- Problem to work on: Search the records for the string "Duration", then copy each line that has it.

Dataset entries
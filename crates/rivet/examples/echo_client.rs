//! RPC echo client.
//!
//! Run (against a running echo_server):
//! - cargo run -p rivet --example echo_client
//! - cargo run -p rivet --example echo_client -- 127.0.0.1:7777 "some text"

use std::env;
use std::net::SocketAddr;
use std::sync::Arc;

use rivet::{Config, ErrorCode, EventLoop, RpcClient};

#[derive(Clone, PartialEq, prost::Message)]
struct EchoRequest {
    #[prost(bytes = "vec", tag = "1")]
    payload: Vec<u8>,
}

#[derive(Clone, PartialEq, prost::Message)]
struct EchoResponse {
    #[prost(bytes = "vec", tag = "1")]
    payload: Vec<u8>,
}

fn main() -> Result<(), Box<dyn std::error::Error>> {
    tracing_subscriber::fmt::init();

    let mut args = env::args().skip(1);
    let server_addr: SocketAddr =
        args.next().unwrap_or_else(|| "127.0.0.1:9981".to_string()).parse()?;
    let text = args.next().unwrap_or_else(|| "hello, rivet".to_string());

    let lp = EventLoop::new()?;
    let client = RpcClient::new(lp.handle(), "echo-client", server_addr, Config::default());

    let handle = lp.handle();
    client.set_connect_callback(Arc::new(move |channel| {
        let quit = handle.clone();
        channel.call(
            "rivet.example.EchoService",
            "Echo",
            &EchoRequest { payload: text.clone().into_bytes() },
            move |result: Result<EchoResponse, ErrorCode>| {
                match result {
                    Ok(resp) => println!("echoed: {}", String::from_utf8_lossy(&resp.payload)),
                    Err(code) => eprintln!("call failed: {:?}", code),
                }
                quit.quit();
            },
        );
    }));
    client.connect();

    lp.run();
    Ok(())
}
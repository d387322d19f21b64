#![warn(missing_docs)]

//! Rivet: a small public API facade for the workspace.
//!
//! This crate re-exports the types needed to build reactor-driven TCP
//! services and protobuf RPC endpoints:
//!
//! - Event loops and the worker pool (`EventLoop`, `LoopHandle`,
//!   `EventLoopPool`)
//! - TCP building blocks (`TcpServer`, `TcpClient`, `TcpConnection`)
//! - The RPC layer (`RpcServer`, `RpcClient`, `RpcChannel`, `Service`)
//! - Core configuration (`Config`) and the byte buffer (`Buffer`)
//!
//! Example
//! ```ignore
//! use rivet::{Config, EventLoop, RpcServer};
//!
//! let lp = EventLoop::new()?;
//! let server = RpcServer::new(lp.handle(), "demo", "127.0.0.1:9981".parse()?, Config::default())?;
//! server.register_service(std::sync::Arc::new(MyService));
//! server.start()?;
//! lp.run();
//! ```

// Core config, errors and the buffer
pub use rivet_core::{Buffer, Config, Error, Result};
// Reactor: loops, handles, pool
pub use rivet_reactor::{EventLoop, EventLoopPool, LoopHandle, LoopInit};
// TCP layer
pub use rivet_net::{ConnState, TcpClient, TcpConnection, TcpServer};
// RPC layer
pub use rivet_rpc::{
    codec, decode_request, encode_response, CodecError, Done, ErrorCode, MessageType, RpcChannel,
    RpcClient, RpcCodec, RpcMessage, RpcServer, Service, ServiceMap,
};

/// Convenience prelude with the most commonly used items.
pub mod prelude {
    pub use crate::{
        Buffer, Config, ConnState, Done, ErrorCode, EventLoop, LoopHandle, RpcChannel, RpcClient,
        RpcServer, Service, TcpClient, TcpConnection, TcpServer,
    };
}
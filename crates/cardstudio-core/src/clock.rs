//! Time source for debounce and deferred re-measure timers.

use std::cell::Cell;
use std::rc::Rc;

// Use web_time for WASM compatibility
#[cfg(target_arch = "wasm32")]
pub use web_time::{Duration, Instant};
#[cfg(not(target_arch = "wasm32"))]
pub use std::time::{Duration, Instant};

/// Something that tells the editor what time it is.
pub trait Clock: std::fmt::Debug {
    fn now(&self) -> Instant;
}

/// Wall clock.
#[derive(Debug, Clone, Copy, Default)]
pub struct SystemClock;

impl Clock for SystemClock {
    fn now(&self) -> Instant {
        Instant::now()
    }
}

/// A clock that only moves when told to.
///
/// Clones share the same time, so a test can keep one handle while the
/// editor owns another.
#[derive(Debug, Clone)]
pub struct ManualClock {
    now: Rc<Cell<Instant>>,
}

impl Default for ManualClock {
    fn default() -> Self {
        Self::new()
    }
}

impl ManualClock {
    pub fn new() -> Self {
        Self {
            now: Rc::new(Cell::new(Instant::now())),
        }
    }

    /// Move time forward.
    pub fn advance(&self, by: Duration) {
        self.now.set(self.now.get() + by);
    }

    pub fn advance_ms(&self, ms: u64) {
        self.advance(Duration::from_millis(ms));
    }
}

impl Clock for ManualClock {
    fn now(&self) -> Instant {
        self.now.get()
    }
}
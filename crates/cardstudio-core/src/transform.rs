//! Manipulation handles and drag-session math.

use crate::surface::{NodeId, NodeTransform};
use kurbo::{Affine, Point, Rect, Vec2};
use serde::{Deserialize, Serialize};

/// Handle size in viewport pixels.
pub const HANDLE_SIZE: f64 = 10.0;
/// Handle hit tolerance in viewport pixels.
pub const HANDLE_HIT_TOLERANCE: f64 = 8.0;
/// Distance from the box's top edge to the rotation handle.
pub const ROTATE_HANDLE_OFFSET: f64 = 30.0;

/// Resize handle positions.
#[derive(Debug, Clone, Copy, PartialEq, Eq, Hash, Serialize, Deserialize)]
#[serde(rename_all = "lowercase")]
pub enum Compass {
    N,
    S,
    E,
    W,
    NE,
    NW,
    SE,
    SW,
}

impl Compass {
    pub const ALL: [Compass; 8] = [
        Compass::NW,
        Compass::N,
        Compass::NE,
        Compass::E,
        Compass::SE,
        Compass::S,
        Compass::SW,
        Compass::W,
    ];

    pub fn grows_north(self) -> bool {
        matches!(self, Compass::N | Compass::NE | Compass::NW)
    }

    pub fn grows_south(self) -> bool {
        matches!(self, Compass::S | Compass::SE | Compass::SW)
    }

    pub fn grows_east(self) -> bool {
        matches!(self, Compass::E | Compass::NE | Compass::SE)
    }

    pub fn grows_west(self) -> bool {
        matches!(self, Compass::W | Compass::NW | Compass::SW)
    }

    /// Handle position on an unrotated box.
    fn anchor(self, bounds: Rect) -> Point {
        let x = if self.grows_west() {
            bounds.x0
        } else if self.grows_east() {
            bounds.x1
        } else {
            bounds.center().x
        };
        let y = if self.grows_north() {
            bounds.y0
        } else if self.grows_south() {
            bounds.y1
        } else {
            bounds.center().y
        };
        Point::new(x, y)
    }
}

/// What a drag manipulates.
#[derive(Debug, Clone, Copy, PartialEq, Eq, Hash, Serialize, Deserialize)]
#[serde(rename_all = "lowercase")]
pub enum HandleKind {
    /// Drag the whole node.
    Move,
    /// Rotation handle above the top edge.
    Rotate,
    /// Edge or corner resize handle.
    Resize(Compass),
}

/// A selection handle with its viewport position.
#[derive(Debug, Clone, Copy)]
pub struct Handle {
    pub position: Point,
    pub kind: HandleKind,
}

impl Handle {
    pub fn new(position: Point, kind: HandleKind) -> Self {
        Self { position, kind }
    }

    /// Check if a viewport point hits this handle.
    pub fn hit_test(&self, point: Point, tolerance: f64) -> bool {
        (point - self.position).hypot2() <= tolerance * tolerance
    }
}

/// Resize and rotate handles for a selection box.
///
/// `rotation_degrees` turns the handles about the box centre, matching how
/// the overlay chrome is drawn.
pub fn get_handles(bounds: Rect, rotation_degrees: f64) -> Vec<Handle> {
    let turn = Affine::rotate_about(rotation_degrees.to_radians(), bounds.center());
    let mut handles: Vec<Handle> = Compass::ALL
        .iter()
        .map(|&c| Handle::new(turn * c.anchor(bounds), HandleKind::Resize(c)))
        .collect();
    let rotate = Point::new(bounds.center().x, bounds.y0 - ROTATE_HANDLE_OFFSET);
    handles.push(Handle::new(turn * rotate, HandleKind::Rotate));
    handles
}

/// Find what a pointer-down at `point` would grab: a handle, the body of
/// the box (move), or nothing.
pub fn hit_test_handles(bounds: Rect, rotation_degrees: f64, point: Point, tolerance: f64) -> Option<HandleKind> {
    if let Some(handle) = get_handles(bounds, rotation_degrees)
        .into_iter()
        .find(|h| h.hit_test(point, tolerance))
    {
        return Some(handle.kind);
    }
    let local = Affine::rotate_about(-rotation_degrees.to_radians(), bounds.center()) * point;
    bounds.contains(local).then_some(HandleKind::Move)
}

/// State captured when a drag starts. Never mutated afterwards; every
/// frame is derived from the current pointer minus `start_point`.
#[derive(Debug, Clone, PartialEq)]
pub struct DragSession {
    pub node: NodeId,
    pub handle: HandleKind,
    /// Pointer position at pointer-down, viewport space.
    pub start_point: Point,
    /// Selection box at pointer-down, viewport space.
    pub original_box: Rect,
    pub original_translate: Vec2,
    pub original_rotation: f64,
    /// Size overrides held by the record at pointer-down.
    pub original_width: Option<f64>,
    pub original_height: Option<f64>,
    pub zoom: f64,
}

/// Result of applying the current pointer to a drag session.
#[derive(Debug, Clone, Copy, PartialEq)]
pub struct DragFrame {
    pub translate: Vec2,
    pub rotation_degrees: f64,
    /// Content width override. An axis the drag left alone carries the
    /// override the record had at pointer-down.
    pub width: Option<f64>,
    pub height: Option<f64>,
    /// Overlay box for immediate feedback.
    pub viewport_box: Rect,
}

impl DragSession {
    pub fn new(node: NodeId, handle: HandleKind, start_point: Point, original_box: Rect, record: &NodeTransform, zoom: f64) -> Self {
        Self {
            node,
            handle,
            start_point,
            original_box,
            original_translate: record.translation(),
            original_rotation: record.rotation_degrees,
            original_width: record.width,
            original_height: record.height,
            zoom,
        }
    }

    /// Total pointer delta since pointer-down.
    pub fn delta(&self, pointer: Point) -> Vec2 {
        pointer - self.start_point
    }

    /// The frame that leaves the node exactly as it was.
    fn identity(&self) -> DragFrame {
        DragFrame {
            translate: self.original_translate,
            rotation_degrees: self.original_rotation,
            width: self.original_width,
            height: self.original_height,
            viewport_box: self.original_box,
        }
    }

    /// Compute the node state for the pointer at `pointer`.
    ///
    /// `min_size` is the content-space floor for resized dimensions.
    pub fn frame(&self, pointer: Point, min_size: f64) -> DragFrame {
        let delta = self.delta(pointer);
        if delta == Vec2::ZERO {
            return self.identity();
        }
        match self.handle {
            HandleKind::Move => self.move_frame(delta),
            HandleKind::Resize(compass) => self.resize_frame(compass, delta, min_size),
            HandleKind::Rotate => self.rotate_frame(pointer),
        }
    }

    fn move_frame(&self, delta: Vec2) -> DragFrame {
        DragFrame {
            translate: self.original_translate + delta / self.zoom,
            viewport_box: self.original_box + delta,
            ..self.identity()
        }
    }

    fn resize_frame(&self, compass: Compass, delta: Vec2, min_size: f64) -> DragFrame {
        let min = min_size * self.zoom;
        let b = self.original_box;
        let (w0, h0) = (b.width(), b.height());
        let (mut x, mut y, mut w, mut h) = (b.x0, b.y0, w0, h0);
        let mut translate = self.original_translate;

        if compass.grows_east() {
            w = (w0 + delta.x).max(min);
        }
        if compass.grows_west() {
            w = (w0 - delta.x).max(min);
            x = b.x0 + (w0 - w);
            translate.x += (w0 - w) / self.zoom;
        }
        if compass.grows_south() {
            h = (h0 + delta.y).max(min);
        }
        if compass.grows_north() {
            h = (h0 - delta.y).max(min);
            y = b.y0 + (h0 - h);
            translate.y += (h0 - h) / self.zoom;
        }

        DragFrame {
            translate,
            rotation_degrees: self.original_rotation,
            width: if w != w0 { Some(w / self.zoom) } else { self.original_width },
            height: if h != h0 { Some(h / self.zoom) } else { self.original_height },
            viewport_box: Rect::new(x, y, x + w, y + h),
        }
    }

    fn rotate_frame(&self, pointer: Point) -> DragFrame {
        let center = self.original_box.center();
        let angle = |p: Point| {
            let v = p - center;
            v.y.atan2(v.x)
        };
        let swept = (angle(pointer) - angle(self.start_point)).to_degrees();
        DragFrame {
            rotation_degrees: self.original_rotation + swept,
            ..self.identity()
        }
    }
}

/// Write a frame into a node's transform record.
pub fn apply_frame(record: &mut NodeTransform, frame: &DragFrame) {
    record.set_translation(frame.translate);
    record.rotation_degrees = frame.rotation_degrees;
    record.width = frame.width;
    record.height = frame.height;
}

- Answer box:
pub use web_time::{Duration, Instant};
pub use std::time::{Duration, Instant};
    pub fn advance(&self, by: Duration) {
        self.advance(Duration::from_millis(ms));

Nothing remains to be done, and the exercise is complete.